Review of Nightmare

Nightmare (1956)
10/10
"I've Been Here Before"!!!
13 March 2012
Warning: Spoilers
Pine-Thomas (the 2 Dollar Bills) certainly got their money's worth out of the William Irish (Cornell Woolrich) story "Nightmare". Back in 1947 they made it as "Fear in the Night" with a young Deforest Kelly ("Bones" from the original "Star Trek" series) making an impressive debut and veteran Paul Kelly as his brother in law. It was a case of really there is nothing to separate these two fine films (unusually Maxwell Shane wrote and directed both films) with "Nightmare" being equally impressive and having the edge in production values and being set in an interesting jazz environment "way down yonder in New Orleans". In the earlier film Kelly was his usual edgy, angsty self while Robinson rounded out his characterization by being a very motivated cop (shades of "Double Indemnity").
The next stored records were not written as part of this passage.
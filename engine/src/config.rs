//! Engine configuration loaded from environment variables.

use std::env;
use std::time::Duration;

/// Tunables shared by every collection store of a [`SyncContext`](crate::SyncContext).
#[derive(Debug, Clone, PartialEq, Eq)]
pub struct SyncConfig {
    /// Maximum number of backend calls in flight across all stores
    pub max_concurrent_requests: usize,
    /// Age after which loaded data is refetched on a non-forced fetch
    pub stale_after: Duration,
    /// Extra attempts for a fetch that failed with a transient error
    pub fetch_retries: u32,
    /// Fixed delay between fetch attempts
    pub retry_backoff: Duration,
    /// How long `success` stays visible before reverting to `idle`
    pub success_display: Duration,
    /// Transport timeout for HTTP backends
    pub request_timeout: Duration,
}

impl Default for SyncConfig {
    fn default() -> Self {
        Self {
            max_concurrent_requests: 4,
            stale_after: Duration::from_secs(60),
            fetch_retries: 3,
            retry_backoff: Duration::from_secs(1),
            success_display: Duration::from_secs(2),
            request_timeout: Duration::from_secs(30),
        }
    }
}

impl SyncConfig {
    /// Load configuration from environment variables, falling back to defaults.
    pub fn from_env() -> Result<Self, ConfigError> {
        let defaults = Self::default();

        let max_concurrent_requests = match env::var("TETHER_MAX_CONCURRENT_REQUESTS") {
            Ok(raw) => match raw.parse::<usize>() {
                Ok(0) | Err(_) => {
                    return Err(ConfigError::Invalid {
                        name: "TETHER_MAX_CONCURRENT_REQUESTS",
                        value: raw,
                    })
                }
                Ok(n) => n,
            },
            Err(_) => defaults.max_concurrent_requests,
        };

        let fetch_retries = match env::var("TETHER_FETCH_RETRIES") {
            Ok(raw) => raw.parse().map_err(|_| ConfigError::Invalid {
                name: "TETHER_FETCH_RETRIES",
                value: raw,
            })?,
            Err(_) => defaults.fetch_retries,
        };

        Ok(Self {
            max_concurrent_requests,
            stale_after: millis_var("TETHER_STALE_AFTER_MS", defaults.stale_after)?,
            fetch_retries,
            retry_backoff: millis_var("TETHER_RETRY_BACKOFF_MS", defaults.retry_backoff)?,
            success_display: millis_var("TETHER_SUCCESS_DISPLAY_MS", defaults.success_display)?,
            request_timeout: millis_var("TETHER_REQUEST_TIMEOUT_MS", defaults.request_timeout)?,
        })
    }
}

fn millis_var(name: &'static str, default: Duration) -> Result<Duration, ConfigError> {
    match env::var(name) {
        Ok(raw) => raw
            .parse::<u64>()
            .map(Duration::from_millis)
            .map_err(|_| ConfigError::Invalid { name, value: raw }),
        Err(_) => Ok(default),
    }
}

/// Configuration errors.
#[derive(Debug, thiserror::Error, PartialEq, Eq)]
pub enum ConfigError {
    #[error("invalid value for {name}: {value:?}")]
    Invalid { name: &'static str, value: String },
}
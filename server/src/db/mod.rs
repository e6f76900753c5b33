//! Database module for PostgreSQL persistence.

mod pool;
mod rows;

pub use pool::*;
pub use rows::*;
//! Bearer token authentication.

mod middleware;

pub use middleware::*;
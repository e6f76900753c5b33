//! Health check endpoint.

use axum::{routing::get, Json, Router};
use serde::Serialize;

use crate::AppState;

/// Health check response.
#[derive(Serialize)]
pub struct HealthResponse {
    pub status: String,
    pub version: String,
}

/// Create health routes.
pub fn routes() -> Router<AppState> {
    Router::new()
        .route("/health", get(health_check))
        .route("/", get(root))
}

/// Health check handler.
async fn health_check() -> Json<HealthResponse> {
    Json(HealthResponse {
        status: "ok".to_string(),
        version: env!("CARGO_PKG_VERSION").to_string(),
    })
}

/// Root handler.
async fn root() -> &'static str {
    "Tether Server"
}
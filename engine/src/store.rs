//! Collection store - the reactive, optimistic copy of one backend table.
//!
//! A [`CollectionStore`] holds the records of one table in a watch channel.
//! Reads are synchronous snapshots; writes are applied to the local copy
//! first and reconciled with the backend afterwards:
//!
//! - `insert` prepends a record with a [`RecordId::Pending`] id and swaps in
//!   the confirmed record when the backend answers
//! - `update` merges the patch in place and restores the prior record on
//!   failure
//! - `delete` removes the record and restores the prior array on failure
//!
//! Every backend call goes through the context's
//! [`RequestScheduler`](crate::RequestScheduler), and every status change is
//! reported to the [`SyncRegistry`](crate::SyncRegistry).

use crate::auth::{AuthState, Identity};
use crate::backend::{Backend, BackendResult, OrderBy, Row};
use crate::context::SyncContext;
use crate::error::{BackendError, Error, Result};
use crate::fields::FieldMap;
use crate::logger::{LogCategory, LogLevel};
use crate::record::{Fields, Record, RecordId};
use crate::registry::StoreStatus;
use crate::wire::{CREATED_AT_COLUMN, ID_COLUMN, OWNER_COLUMN};
use chrono::{DateTime, Utc};
use futures::future::{BoxFuture, Shared};
use futures::FutureExt;
use serde::de::DeserializeOwned;
use serde::Serialize;
use serde_json::{json, Value};
use std::future::Future;
use std::sync::atomic::{AtomicU64, AtomicUsize, Ordering};
use std::sync::{Arc, Mutex, MutexGuard};
use tokio::sync::watch;
use tokio::task::JoinHandle;
use tokio::time::Instant;

/// Options of one collection store.
#[derive(Debug, Clone)]
pub struct StoreOptions {
    /// Human-readable name used in logs, notices and the registry
    pub label: String,
    /// Backend column the collection is ordered by, newest first
    pub order_by: String,
    pub field_map: FieldMap,
    /// Local storage key holding pre-backend data to migrate on first load
    pub migration_key: Option<String>,
}

impl Default for StoreOptions {
    fn default() -> Self {
        Self {
            label: String::new(),
            order_by: CREATED_AT_COLUMN.to_string(),
            field_map: FieldMap::new(),
            migration_key: None,
        }
    }
}

impl StoreOptions {
    pub fn new(label: impl Into<String>) -> Self {
        Self {
            label: label.into(),
            ..Self::default()
        }
    }

    pub fn with_order_by(mut self, column: impl Into<String>) -> Self {
        self.order_by = column.into();
        self
    }

    pub fn with_field_map(mut self, field_map: FieldMap) -> Self {
        self.field_map = field_map;
        self
    }

    pub fn with_migration_key(mut self, key: impl Into<String>) -> Self {
        self.migration_key = Some(key.into());
        self
    }
}

/// Observable state of a store.
#[derive(Debug, Clone, PartialEq, Default)]
pub struct StoreState {
    /// Records in collection order; optimistic inserts come first
    pub records: Vec<Record>,
    pub status: StoreStatus,
    /// Message of the last failure, cleared by the next operation
    pub error: Option<String>,
    /// Whether a fetch has succeeded since creation or the last reset
    pub loaded: bool,
    pub last_fetched_at: Option<DateTime<Utc>>,
}

#[derive(Default)]
struct FetchState {
    // Session the load was started under, and the load itself.
    in_flight: Option<(u64, Shared<BoxFuture<'static, ()>>)>,
    fetched_at: Option<Instant>,
    migration_checked: bool,
}

struct Inner {
    table: String,
    options: StoreOptions,
    ctx: SyncContext,
    state: watch::Sender<StoreState>,
    fetch: Mutex<FetchState>,
    writes_in_flight: AtomicUsize,
    // Bumped on every status change; a success revert only fires if unchanged.
    status_generation: AtomicU64,
    // Bumped by `reset`. Results of work started under an older session are
    // dropped.
    session: AtomicU64,
}

/// Reactive store of one backend table. Cheap to clone; clones share state.
#[derive(Clone)]
pub struct CollectionStore {
    inner: Arc<Inner>,
}

impl std::fmt::Debug for CollectionStore {
    fn fmt(&self, f: &mut std::fmt::Formatter<'_>) -> std::fmt::Result {
        let state = self.inner.state.borrow();
        f.debug_struct("CollectionStore")
            .field("table", &self.inner.table)
            .field("label", &self.inner.options.label)
            .field("records", &state.records.len())
            .field("status", &state.status)
            .finish()
    }
}

/// Clears the in-flight fetch when the load task ends, panics included.
struct InFlightGuard {
    store: CollectionStore,
    session: u64,
}

impl Drop for InFlightGuard {
    fn drop(&mut self) {
        let mut fetch = self.store.fetch_state();
        if matches!(&fetch.in_flight, Some((session, _)) if *session == self.session) {
            fetch.in_flight = None;
        }
    }
}
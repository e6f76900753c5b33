//! Field-name translation between client and backend conventions.
//!
//! Records travel through the engine in client convention (`camelCase`)
//! while the backend stores columns in `snake_case`. A [`FieldMap`] declares
//! the mapping for the keys a collection knows about and falls back to a
//! rule-based transform for everything else:
//!
//! - camel → snake inserts `_` at the boundaries `[a-z0-9]→[A-Z]` and
//!   `[A-Z]→[A-Z][a-z]`, then lowercases ASCII letters
//!   (`HTTPServer` → `http_server`, `userID` → `user_id`).
//! - snake → camel removes an underscore that follows a non-underscore
//!   character and precedes an ASCII lowercase letter, uppercasing that
//!   letter. Leading, doubled and trailing underscores are kept, as is an
//!   underscore before a digit (`_private` → `_private`, `line_2` → `line_2`).
//!
//! Both directions are idempotent on keys already in the target convention.

use crate::record::Fields;
use once_cell::sync::Lazy;
use regex::Regex;
use std::borrow::Cow;
use std::collections::{HashMap, HashSet};

/// Client-only keys holding nested child collections.
///
/// These are assembled on the client and must never be written as columns.
pub const DEFAULT_EXCLUDED: &[&str] = &["subtasks", "milestones", "checklist", "children"];

static LOWER_UPPER: Lazy<Regex> =
    Lazy::new(|| Regex::new(r"([a-z0-9])([A-Z])").expect("static regex"));
static ACRONYM_WORD: Lazy<Regex> =
    Lazy::new(|| Regex::new(r"([A-Z]+)([A-Z][a-z])").expect("static regex"));

static STANDARD: Lazy<FieldMap> = Lazy::new(FieldMap::new);

/// Convert one client-convention key to backend convention.
pub fn camel_to_snake(key: &str) -> Cow<'_, str> {
    if !key.bytes().any(|b| b.is_ascii_uppercase()) {
        return Cow::Borrowed(key);
    }
    let split = LOWER_UPPER.replace_all(key, "${1}_${2}");
    let split = ACRONYM_WORD.replace_all(&split, "${1}_${2}");
    Cow::Owned(split.to_ascii_lowercase())
}

/// Convert one backend-convention key to client convention.
pub fn snake_to_camel(key: &str) -> Cow<'_, str> {
    if !key.contains('_') {
        return Cow::Borrowed(key);
    }

    let mut out = String::with_capacity(key.len());
    let mut chars = key.chars().peekable();
    let mut prev: Option<char> = None;

    while let Some(c) = chars.next() {
        if c == '_' && matches!(prev, Some(p) if p != '_') {
            if let Some(&next) = chars.peek() {
                if next.is_ascii_lowercase() {
                    chars.next();
                    out.push(next.to_ascii_uppercase());
                    prev = Some(next);
                    continue;
                }
            }
        }
        out.push(c);
        prev = Some(c);
    }

    Cow::Owned(out)
}

/// Translate a backend row to client convention using the standard field map.
pub fn to_client_form(row: &Fields) -> Fields {
    STANDARD.to_client_form(row)
}

/// Translate a client record to backend convention using the standard field
/// map, dropping excluded keys.
pub fn to_backend_form(record: &Fields) -> Fields {
    STANDARD.to_backend_form(record)
}

/// Declared field mapping for one collection.
#[derive(Debug, Clone, PartialEq, Eq)]
pub struct FieldMap {
    to_backend: HashMap<String, String>,
    to_client: HashMap<String, String>,
    excluded: HashSet<String>,
}

impl Default for FieldMap {
    fn default() -> Self {
        Self::new()
    }
}

impl FieldMap {
    /// A field map excluding [`DEFAULT_EXCLUDED`] and no declared pairs.
    pub fn new() -> Self {
        Self {
            to_backend: HashMap::new(),
            to_client: HashMap::new(),
            excluded: DEFAULT_EXCLUDED.iter().map(|k| k.to_string()).collect(),
        }
    }

    /// A field map with no exclusions at all.
    pub fn empty() -> Self {
        Self {
            to_backend: HashMap::new(),
            to_client: HashMap::new(),
            excluded: HashSet::new(),
        }
    }

    /// Declare an explicit `client` ↔ `backend` key pair.
    pub fn with_field(mut self, client: impl Into<String>, backend: impl Into<String>) -> Self {
        let client = client.into();
        let backend = backend.into();
        self.to_backend.insert(client.clone(), backend.clone());
        self.to_client.insert(backend, client);
        self
    }

    /// Exclude a client-only key from backend writes.
    pub fn with_excluded(mut self, client_key: impl Into<String>) -> Self {
        self.excluded.insert(client_key.into());
        self
    }

    /// Whether a client key is dropped on the way to the backend.
    pub fn is_excluded(&self, client_key: &str) -> bool {
        self.excluded.contains(client_key)
    }

    /// The backend name for a client key.
    pub fn backend_key<'a>(&'a self, client_key: &'a str) -> Cow<'a, str> {
        match self.to_backend.get(client_key) {
            Some(declared) => Cow::Borrowed(declared.as_str()),
            None => camel_to_snake(client_key),
        }
    }

    /// The client name for a backend key.
    pub fn client_key<'a>(&'a self, backend_key: &'a str) -> Cow<'a, str> {
        match self.to_client.get(backend_key) {
            Some(declared) => Cow::Borrowed(declared.as_str()),
            None => snake_to_camel(backend_key),
        }
    }

    /// Rewrite top-level keys of a backend row to client convention.
    pub fn to_client_form(&self, row: &Fields) -> Fields {
        row.iter()
            .map(|(key, value)| (self.client_key(key).into_owned(), value.clone()))
            .collect()
    }

    /// Rewrite top-level keys of a client record to backend convention,
    /// dropping excluded keys.
    pub fn to_backend_form(&self, record: &Fields) -> Fields {
        record
            .iter()
            .filter(|(key, _)| !self.is_excluded(key))
            .map(|(key, value)| (self.backend_key(key).into_owned(), value.clone()))
            .collect()
    }
}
Kevin McCarthy is just fantastic and I couldn't agree less with the reviewer that feels he just walked through his part. He is Stan Grayson, a jazz musician, who awakes from a ghastly nightmare which took place in a room full of mirrors, convinced he has killed a man. Being stressed with work and having, that same day, some of his arrangements rejected for being too "out there" is enough to have him doubting his own mind. He goes straight to his sister (Virginia Christine), and his brother in law, Rene (Robinson) a cynical cop tells Stan his mind is suffering from overwork - even when Stan produces a key and a button that he doesn't know how he got!!!

Of course things start to fall into place when, taking shelter from a fierce thunderstorm which wrecks their picnic, Stan somehow directs them to an unoccupied house in the middle of nowhere!! "I've been here before"!!! He knows where the spare key is and then shows Rene the "room of mirrors" at the top of the house. Rene then believes Stan is a cold blooded murderer who has deliberately involved his family only for sympathy but in the usual Robinson way he systematically sets about solving the case and leading to an ingenious conclusion involving Stan's meek and mild neighbour.

This movie was made when Robinson's career was at it's lowest ebb, he had had a run in with the H.U.A.A.C and felt after that a lot of the work he was given was mediocre. Viewing the movies now, a lot of them were better than the As (Cecil B. DeMille etc) of the time and Robinson's performances are among his best. Marian Carr who played the blonde vamp Stan encounters when he is trying to retrace his steps had a pretty uneventful career, considering the promise and the big things that were expected from her when she first went to Hollywood. She was voted "Miss Insomnia" as the starlet voted most likely to keep men from their sleep!!! but after "Nightmare" her career was over!!